Watched La La Land with a friend yesterday afternoon (I'm still awake) and it hit my feely feels harder than any of the Oscar Best Picture Nominees of 2016 I've seen thus far (see my previous blog for details). This is because it reminded me of the dreams I had as a kid of working as actor/director/writer in Hollywood or a stand up comedian and the fact none of those dreams have been realized.
Now I'm not sad all that hasn't happened (yet; never say never, and I'm only turning 27 next week) and just to point this out: I have been paid to do stand up comedy. It was $100 for coming in 2nd place of 3 people during a pre-Easter Break event at the university barely anyone showed up for, but I earned that $100. In fact, I'd done stand up several times before then for the same event, and while that was the only time I won money, I have always received compliments from strangers. MMMmmmmm strangers' compliments ...
Anyway, I'm not sad that I'm not a mega-successful movie star at 27 (though I have far fewer excuses not to be YouTube famous); after all, I'm a media professor getting paid to teach people about social media, media history, writing, and media production. While my first year teaching may have spiraled me into a year-long episode of major depression and some first-semester students I had still look at me like I'm the devil, it's a good gig. Anything media is more work than people not in it assume, but it's nothing to complain about on paper when you aren't suffering a chemical imbalance.
But while I'm content where I am, there are some scenes in La La Land that really spoke to me. Like all of the ones where I wondered how in the hell two broke people were doing all of that in L.A. and how Ryan Gosling somehow never gets evicted on a club pianist's salary. The movie was loudly telling me "I KNOW YOU"RE NEARING 30 BUT CALM DOWN MR. SPORT COAT, IT'S A MOVIE! JUST GO WITH IT, SHIT!"

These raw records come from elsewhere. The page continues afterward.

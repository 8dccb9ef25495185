//! Word wrapping and centred text blocks.

use crate::surface::RenderSurface;

/// Greedy word wrap.
///
/// Words are split on single spaces and packed while the joined line
/// measures at most `max_width`. A word that alone exceeds `max_width`
/// is emitted on its own line, unsplit.
pub fn wrap<F>(text: &str, max_width: f32, measure: F) -> Vec<String>
where
    F: Fn(&str) -> f32,
{
    let mut lines = Vec::new();
    let mut current = String::new();

    for word in text.split(' ') {
        let candidate = if current.is_empty() {
            word.to_string()
        } else {
            format!("{current} {word}")
        };
        if measure(&candidate) > max_width && !current.is_empty() {
            lines.push(std::mem::replace(&mut current, word.to_string()));
        } else {
            current = candidate;
        }
    }
    lines.push(current);
    lines
}

/// Draw `lines` as a block vertically centred on `center_y`, each line
/// horizontally centred on `center_x`, in input order.
pub fn render_centered(
    lines: &[String],
    center_x: f32,
    center_y: f32,
    line_height: f32,
    surface: &mut dyn RenderSurface,
) {
    let total = lines.len() as f32 * line_height;
    let first = center_y - total / 2.0 + line_height / 2.0;
    for (i, line) in lines.iter().enumerate() {
        let width = surface.measure_text_width(line);
        surface.draw_text(line, center_x - width / 2.0, first + i as f32 * line_height);
    }
}

/// Wrap against the surface's own metrics and draw centred.
pub fn draw_wrapped(
    surface: &mut dyn RenderSurface,
    text: &str,
    center_x: f32,
    center_y: f32,
    max_width: f32,
    line_height: f32,
) {
    let lines = wrap(text, max_width, |s| surface.measure_text_width(s));
    render_centered(&lines, center_x, center_y, line_height, surface);
}
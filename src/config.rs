//! Presentation configuration.
//!
//! Read from `starfield.toml` (or an explicit path). Every field has a
//! built-in default, so a partial file only overrides what it names.

use std::path::{Path, PathBuf};

use anyhow::Context;
use serde::Deserialize;
use tracing::debug;

use crate::error::{ShowError, ShowResult};
use crate::schedule::Schedule;

pub const DEFAULT_CONFIG_FILE: &str = "starfield.toml";

// ── Public Config Structs ──

#[derive(Clone, Debug, Deserialize)]
#[serde(default)]
pub struct ShowConfig {
    pub partner_name: String,
    pub messages: Vec<String>,
    /// `{name}` is replaced by `partner_name` when the schedule is built.
    pub final_lines: Vec<String>,
    pub continue_button_text: String,
    /// Fixed seed for every random source; `None` seeds from the OS.
    pub seed: Option<u64>,
    pub starfield: StarfieldConfig,
    pub ambient: AmbientConfig,
    pub proposal: ProposalConfig,
    pub celebration: CelebrationConfig,
}

#[derive(Clone, Debug, Deserialize)]
#[serde(default)]
pub struct StarfieldConfig {
    pub star_count: usize,
    pub color_hues: Vec<f32>,
    pub max_radius: f32,
    pub twinkle_chance: f64,
    /// Frames for each fade-in or fade-out phase.
    pub frame_duration: u64,
}

#[derive(Clone, Debug, Deserialize)]
#[serde(default)]
pub struct AmbientConfig {
    pub proposal_star_count: usize,
    pub celebration_star_count: usize,
    pub max_radius: f32,
    pub twinkle_chance: f64,
}

#[derive(Clone, Debug, Deserialize)]
#[serde(default)]
pub struct ProposalConfig {
    pub question: String,
    pub yes_text: String,
    pub no_text: String,
    pub no_growth_px: f32,
    pub no_messages: Vec<String>,
}

#[derive(Clone, Debug, Deserialize)]
#[serde(default)]
pub struct CelebrationConfig {
    pub main_photo: PathBuf,
    pub side_photos: Vec<PathBuf>,
    pub message: String,
    pub sub_message: String,
}

// ── Defaults ──

fn strings(items: &[&str]) -> Vec<String> {
    items.iter().map(|s| s.to_string()).collect()
}

impl Default for ShowConfig {
    fn default() -> Self {
        ShowConfig {
            partner_name: "My Love".into(),
            messages: strings(&[
                "Every single day, I cannot believe how lucky I am",
                "Amongst trillions and trillions of stars, over billions of years",
                "To be alive, and to get to spend this life with you",
                "Is so incredibly, unfathomably unlikely",
                "And yet here I am, with the impossible chance to know you",
            ]),
            final_lines: strings(&[
                "I love you so much {name}, more than all the time and space in the universe can contain",
                "And I can't wait to spend all the time in the world to share that love with you!",
                "Happy Valentine's Day",
            ]),
            continue_button_text: "Continue".into(),
            seed: None,
            starfield: StarfieldConfig::default(),
            ambient: AmbientConfig::default(),
            proposal: ProposalConfig::default(),
            celebration: CelebrationConfig::default(),
        }
    }
}

impl Default for StarfieldConfig {
    fn default() -> Self {
        StarfieldConfig {
            star_count: 500,
            color_hues: vec![0.0, 60.0, 240.0], // red, gold, blue
            max_radius: 1.2,
            twinkle_chance: 0.01,
            frame_duration: 250,
        }
    }
}

impl Default for AmbientConfig {
    fn default() -> Self {
        AmbientConfig {
            proposal_star_count: 150,
            celebration_star_count: 120,
            max_radius: 1.0,
            twinkle_chance: 0.008,
        }
    }
}

impl Default for ProposalConfig {
    fn default() -> Self {
        ProposalConfig {
            question: "Will you be my Valentine?".into(),
            yes_text: "Yes".into(),
            no_text: "No".into(),
            no_growth_px: 12.0,
            no_messages: strings(&[
                "Are you sure?",
                "Think again...",
                "Pretty please?",
                "I'll be sad...",
                "Last chance...",
            ]),
        }
    }
}

impl Default for CelebrationConfig {
    fn default() -> Self {
        CelebrationConfig {
            main_photo: "assets/us.jpg".into(),
            side_photos: vec![
                "assets/aatsu name.jpg".into(),
                "assets/brush.jpg".into(),
                "assets/coffee.jpg".into(),
                "assets/flower.jpg".into(),
            ],
            message: "Yay! You made my heart so happy!".into(),
            sub_message: "I love you to the moon and back".into(),
        }
    }
}

// ── Loader ──

impl ShowConfig {
    /// Load configuration.
    ///
    /// An explicit path must exist and parse. Without one, `starfield.toml`
    /// in the working directory is used when present, otherwise defaults.
    pub fn load(explicit: Option<&Path>) -> ShowResult<Self> {
        let path = match explicit {
            Some(p) => p.to_path_buf(),
            None => {
                let candidate = PathBuf::from(DEFAULT_CONFIG_FILE);
                if !candidate.is_file() {
                    debug!("no {DEFAULT_CONFIG_FILE} found, using built-in defaults");
                    return Ok(Self::default());
                }
                candidate
            }
        };

        let text = std::fs::read_to_string(&path)
            .with_context(|| format!("cannot read {}", path.display()))?;
        let config = Self::from_toml(&text)?;
        debug!(path = %path.display(), "loaded configuration");
        Ok(config)
    }

    pub fn from_toml(text: &str) -> ShowResult<Self> {
        toml::from_str(text).map_err(|e| ShowError::configuration(e.to_string()))
    }

    /// Every photo shown in the carousel, main photo first.
    pub fn carousel_photos(&self) -> Vec<PathBuf> {
        std::iter::once(self.celebration.main_photo.clone())
            .chain(self.celebration.side_photos.iter().cloned())
            .collect()
    }

    /// Reject anything that would only fail once the animation is running.
    pub fn validate(&self) -> ShowResult<()> {
        let sf = &self.starfield;
        if self.final_lines.is_empty() {
            return Err(ShowError::configuration(
                "at least one final line is required to place the continue control",
            ));
        }
        if sf.frame_duration == 0 {
            return Err(ShowError::configuration("starfield.frame_duration must be positive"));
        }
        if sf.color_hues.is_empty() {
            return Err(ShowError::configuration("starfield.color_hues must not be empty"));
        }
        for (key, count) in [
            ("starfield.star_count", sf.star_count),
            ("ambient.proposal_star_count", self.ambient.proposal_star_count),
            ("ambient.celebration_star_count", self.ambient.celebration_star_count),
        ] {
            if count == 0 {
                return Err(ShowError::configuration(format!("{key} must be positive")));
            }
        }
        check_radius("starfield.max_radius", sf.max_radius)?;
        check_radius("ambient.max_radius", self.ambient.max_radius)?;
        check_chance("starfield.twinkle_chance", sf.twinkle_chance)?;
        check_chance("ambient.twinkle_chance", self.ambient.twinkle_chance)?;
        if self.carousel_photos().is_empty() {
            return Err(ShowError::configuration("the carousel needs at least one photo"));
        }
        Schedule::build(&self.messages, &self.final_lines, sf.frame_duration, &self.partner_name)?;
        Ok(())
    }
}

fn check_radius(field: &str, value: f32) -> ShowResult<()> {
    if value.is_finite() && value >= 0.0 {
        Ok(())
    } else {
        Err(ShowError::configuration(format!("{field} must be a finite value >= 0, got {value}")))
    }
}

fn check_chance(field: &str, value: f64) -> ShowResult<()> {
    if (0.0..=1.0).contains(&value) {
        Ok(())
    } else {
        Err(ShowError::configuration(format!("{field} must lie in [0, 1], got {value}")))
    }
}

The movie also spoke to me when the two main characters are about to make decisions based on the idea their dreams were filled with pipe. Half-pipe? Plumbing pipe? Hash pipe? Who knows, but their dreams were decidedly of a pipe-related nature in their minds. And I've ... made a lot of decisions that value my comfort and safety above any real sense of risk or ambition. It's not a bad thing necessarily. I think my ability to save money and keep myself out of trouble has been a net positive in my life. But if I really want to have the success I want in life, at some point I have to stop being the kid who waited until the Red Sox won a World Series to give his crush of four years a love letter, via a friend who was in her class (didn't work by the way). I am the embodiment of the excuse "now is not the right time for me," and the fact I've already more or less agreed to stay where I am for another year speaks to that.

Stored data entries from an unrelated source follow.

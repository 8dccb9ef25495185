use std::time::{Duration, Instant};

use tracing::{debug, warn};

#[derive(Debug, PartialEq, Eq, Clone, Copy)]
pub enum Screen {
    Starfield,   // Intro stars and messages
    Proposal,    // The question, with yes/no
    Celebration, // Photos and hearts
}

impl Screen {
    /// The only screen each one may hand over to.
    pub fn next(self) -> Option<Screen> {
        match self {
            Screen::Starfield => Some(Screen::Proposal),
            Screen::Proposal => Some(Screen::Celebration),
            Screen::Celebration => None,
        }
    }
}

#[derive(Debug, PartialEq, Eq, Clone, Copy)]
struct PendingTransition {
    target: Screen,
    ready_at: Instant,
}

/// Exactly one active screen. A transition first deactivates the current
/// screen, then activates the target once the fade delay has passed.
#[derive(Debug)]
pub struct ScreenManager {
    current: Screen,
    active: bool,
    pending: Option<PendingTransition>,
    delay: Duration,
}

impl ScreenManager {
    pub fn new(delay: Duration) -> Self {
        Self {
            current: Screen::Starfield,
            active: true,
            pending: None,
            delay,
        }
    }

    pub fn current(&self) -> Screen {
        self.current
    }

    /// `false` while a transition is fading.
    pub fn is_active(&self) -> bool {
        self.active
    }

    pub fn in_transition(&self) -> bool {
        self.pending.is_some()
    }

    /// Begin moving to `target`. Refused when it is not the next screen in
    /// the table or another transition is already under way.
    pub fn transition_to(&mut self, target: Screen, now: Instant) -> bool {
        if self.pending.is_some() {
            warn!(?target, "transition already in progress");
            return false;
        }
        if self.current.next() != Some(target) {
            warn!(from = ?self.current, to = ?target, "transition not allowed");
            return false;
        }
        debug!(from = ?self.current, to = ?target, "screen transition started");
        self.active = false;
        self.pending = Some(PendingTransition { target, ready_at: now + self.delay });
        true
    }

    /// Finish a due transition. Returns the newly active screen, once.
    pub fn poll(&mut self, now: Instant) -> Option<Screen> {
        let pending = self.pending?;
        if now < pending.ready_at {
            return None;
        }
        self.pending = None;
        self.current = pending.target;
        self.active = true;
        debug!(screen = ?self.current, "screen active");
        Some(self.current)
    }
}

My fear of failure gets in the way way too often and is not only the reason I horde money like a mother effer in real life and will grind the hell out of a video game savings account, trying to only spend virtual cash if I'm forced to (I've gotten better about this in virtual realities because I realize the game is more fun when I just buy the upgrade once I have the cash ... real world repercussions of not eating or sleeping comfortably don't exist in that realm, so why not?), but the reason I never really INVEST real life money in anything and have internalized my mom's Murphy's Law levels of concerns about new ventures.
The movie itself ends on a happy, but more complicated and real than "they rode off into the sunset happily ever after" note. It doesn't shy away from the fact so many never actually make it in Hollywwod, and when it does happen sometimes it's an overnight one-hit-wonder success that was 10 poverty-stricken years in the making. That possibility is never going to stop driving my decisions on some level.
However, while the songs were not the most memorable I've ever heard and the vocals/lyrics were sometimes garbled to me, and I still don't LOVE jazz, there was an overwhelming sense of ambition and joy present in every scene I want to at least aim for in my life. After experiencing what I felt was a huge failure in my first semester teaching and the insane sense of doom and despair that came from the resulting chemical imbalance thereafter, I feel oddly more steeled to face failure. That means I've become more open to risk and being ambitious enough to try before being 100% certain I'll make the mark.
More than any other movie from last year, La La Land made me take a good hard look at myself. I felt so inspired that I saw the Cheesecake Factory next to the movie theater, thought to myself "I never go to Cheesecake Factory; they just aren't close enough to me" and had beer, pasta and key lime cheesecake, feeling my pants about to choke my waist on the gaseous drive home. This is after doing none of the things I told myself I would do over Spring Break to keep myself on the right track health and work-wise.
But dammit, the movie did what great movies should do: Not only make me feel a connection with people, make my heart flutter and entertain me, but inspire me to do better ... tomorrow!!
(Which will be today, since it's 3 a.m. CST ... I told myself I'd work out every day, eat healthy, get grading and lesson planning done and sleep early for an early rise ... you can guess what's happened with all that so far.)
P.S.
The REAL goal is to marry Emma Stone.